Believe it or not, my mother and I had an argument once and the teenage me suggested to her (loudly) that we needed to go to therapy! I don’t think I had ever met a psychologist before, but somehow I knew that the way my mother and I were communicating was not working and we needed help! I still remember my mother’s face as she let that suggestion sink in. She hesitated and answered, “Yes, maybe we do.”

We did not actually go to therapy. I know now my mother probably felt shame and intimidation and was so worried about having done “something wrong” that she couldn’t bring herself to seek help from a psychologist.

Years later I can see how tough it must have been for my immigrant mom to understand what her American teenage daughter was going through. When my mom began to examine her own life, her own upbringing, and all the circumstances that impacted her parenting, she was able to better understand my experience and how she could have better reached me if she could see past her own blind spots. I now work with parents facing these same types of barriers and help them do the same examination my parent waited a little longer to do.

I take my passion and energy and I empower youth and families. I want to help adolescents, young adults and their parents recognize that they have the strength to progress, change and heal – despite the multilayered barriers they may face.

About Me – Nerding Out

I have a PhD in Clinical psychology from the California School of Professional Psychology. I have two specialty areas – children and adolescents/teens and multicultural community clinical psychology.

I have received some excellent training and experience over the years at places here in Southern California like St. John’s Child and Family Development Center, The Children’s Hospital’s Division of Adolescent Medicine, and The Children’s Collective. I am also a Graduate Clinical Fellow at The Reiss Davis Child Study Center. I have had over 15 years experience providing therapy to children and teens, and in depth experience with parents to help them better connect and communicate with their kids.

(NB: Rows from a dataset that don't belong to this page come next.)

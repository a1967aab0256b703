//! `setconfig NAME=VALUE...`: assigns values on top of the current
//! configuration and saves it.

use anyhow::bail;
use kconfig::Kconfig;

use crate::{ctx::AppContext, utils::split_assignment};

/// What to verify for each assignment.
#[derive(Debug, Clone, Copy)]
pub struct Checks {
    /// The symbol must exist.
    pub exists: bool,
    /// The symbol must end up with the assigned value.
    pub value: bool,
}

impl Default for Checks {
    fn default() -> Self {
        Self {
            exists: true,
            value: true,
        }
    }
}

pub fn run(ctx: &AppContext, assignments: &[String], checks: Checks) -> anyhow::Result<()> {
    let mut kconf = ctx.load_kconfig_with_config()?;
    apply(&mut kconf, assignments, checks)?;
    ctx.save_config(&kconf)
}

pub fn apply(kconf: &mut Kconfig, assignments: &[String], checks: Checks) -> anyhow::Result<()> {
    let prefix = kconf.config_prefix().to_string();
    for arg in assignments {
        let Some((name, value)) = split_assignment(arg, Some(prefix.as_str())) else {
            bail!("no '=' in assignment: '{arg}'");
        };

        let sym = match kconf.lookup(name) {
            Some(sym) if kconf.sym(sym).is_defined() => sym,
            _ if checks.exists => bail!("no symbol '{name}' in configuration"),
            _ => {
                warn!("skipping assignment to unknown symbol {name}");
                continue;
            }
        };

        if !kconf.set_value(sym, value) {
            bail!(
                "'{value}' is an invalid value for the {} symbol {name}",
                kconf.sym(sym).orig_type()
            );
        }

        let got = kconf.str_value(sym);
        if checks.value && got != value {
            bail!(
                "{name} was assigned the value '{value}', but got the value '{got}'. Check the \
                 symbol's dependencies, and make sure that it has a prompt."
            );
        }
    }
    Ok(())
}

#[cfg(test)]
mod tests {
    use super::*;

    const KCONFIG: &str = "\
config DEP
\tbool \"dep\"
config FEATURE
\tbool \"feature\"
\tdepends on DEP
config COUNT
\tint \"count\"
\tdefault 4
";

    fn args(list: &[&str]) -> Vec<String> {
        list.iter().map(|s| s.to_string()).collect()
    }

    #[test]
    fn test_assignments_apply() {
        let mut kconf = Kconfig::from_text(KCONFIG, "Kconfig").unwrap();
        apply(
            &mut kconf,
            &args(&["DEP=y", "CONFIG_FEATURE=y", "COUNT=12"]),
            Checks::default(),
        )
        .unwrap();
        assert_eq!(kconf.str_value(kconf.lookup("FEATURE").unwrap()), "y");
        assert_eq!(kconf.str_value(kconf.lookup("COUNT").unwrap()), "12");
    }

    #[test]
    fn test_unmet_dependency_is_reported() {
        let mut kconf = Kconfig::from_text(KCONFIG, "Kconfig").unwrap();
        let err = apply(&mut kconf, &args(&["FEATURE=y"]), Checks::default()).unwrap_err();
        assert!(err.to_string().contains("but got the value 'n'"));

        let mut kconf = Kconfig::from_text(KCONFIG, "Kconfig").unwrap();
        let checks = Checks {
            value: false,
            ..Checks::default()
        };
        assert!(apply(&mut kconf, &args(&["FEATURE=y"]), checks).is_ok());
    }

    #[test]
    fn test_bad_assignments() {
        let mut kconf = Kconfig::from_text(KCONFIG, "Kconfig").unwrap();
        let err = apply(&mut kconf, &args(&["COUNT"]), Checks::default()).unwrap_err();
        assert!(err.to_string().contains("no '=' in assignment"));

        let err = apply(&mut kconf, &args(&["MISSING=y"]), Checks::default()).unwrap_err();
        assert!(err.to_string().contains("no symbol 'MISSING'"));

        let err = apply(&mut kconf, &args(&["COUNT=abc"]), Checks::default()).unwrap_err();
        assert!(err.to_string().contains("invalid value for the int symbol COUNT"));

        let checks = Checks {
            exists: false,
            ..Checks::default()
        };
        assert!(apply(&mut kconf, &args(&["MISSING=y"]), checks).is_ok());
    }
}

My second specialty area is in multicultural community clinical psychology. It is extremely important to me to take into account how culture influences the choices we make, the things we do and the way we see the world. I work with with a variety of cultural groups (race/ethnicity/sexual orientation/religion/income) and always work within the values of my client’s culture.

I seek to raise awareness about how mental health looks different in culturally diverse populations. I think it’s so important these differences be properly acknowledged and addressed. I strongly believe that sociopolitical and sociocultural factors impact one’s ability to achieve mental health, and that the larger societal structures and institutions which created marginalized and oppressed groups must be dismantled. I want to use psychology as activism for social justice.

I am an Assistant Professor at Pasadena City College in the Psychology Department. I teach courses such as Human Sexuality, Psychology of the African American and Developmental Psychology: The Child. I am involved in mentoring students of diverse backgrounds and involved in committees dedicated to creating equity on campus and ensuring the success of students from backgrounds of lesser privilege.

I serve on the board of MASC (Multiracial Americans of Southern California) – a nonprofit dedicated to advocacy of mixed race people, interracial couples, and transracial adoptees and their families. I’ve been a part of MASC for almost 20 years, initially as a mixed race member searching for another community. I involved myself in the leadership and am a former president and vice president. I co-designed and co-taught the first ever high school course on the mixed race experience.

I take my passion and energy to fight for social justice and merge it with my desire to empower youth and families. I want to help adolescents, young adults and their parents recognize that they have the moxie to achieve, progress, change and heal – despite the multilayered barriers they may face.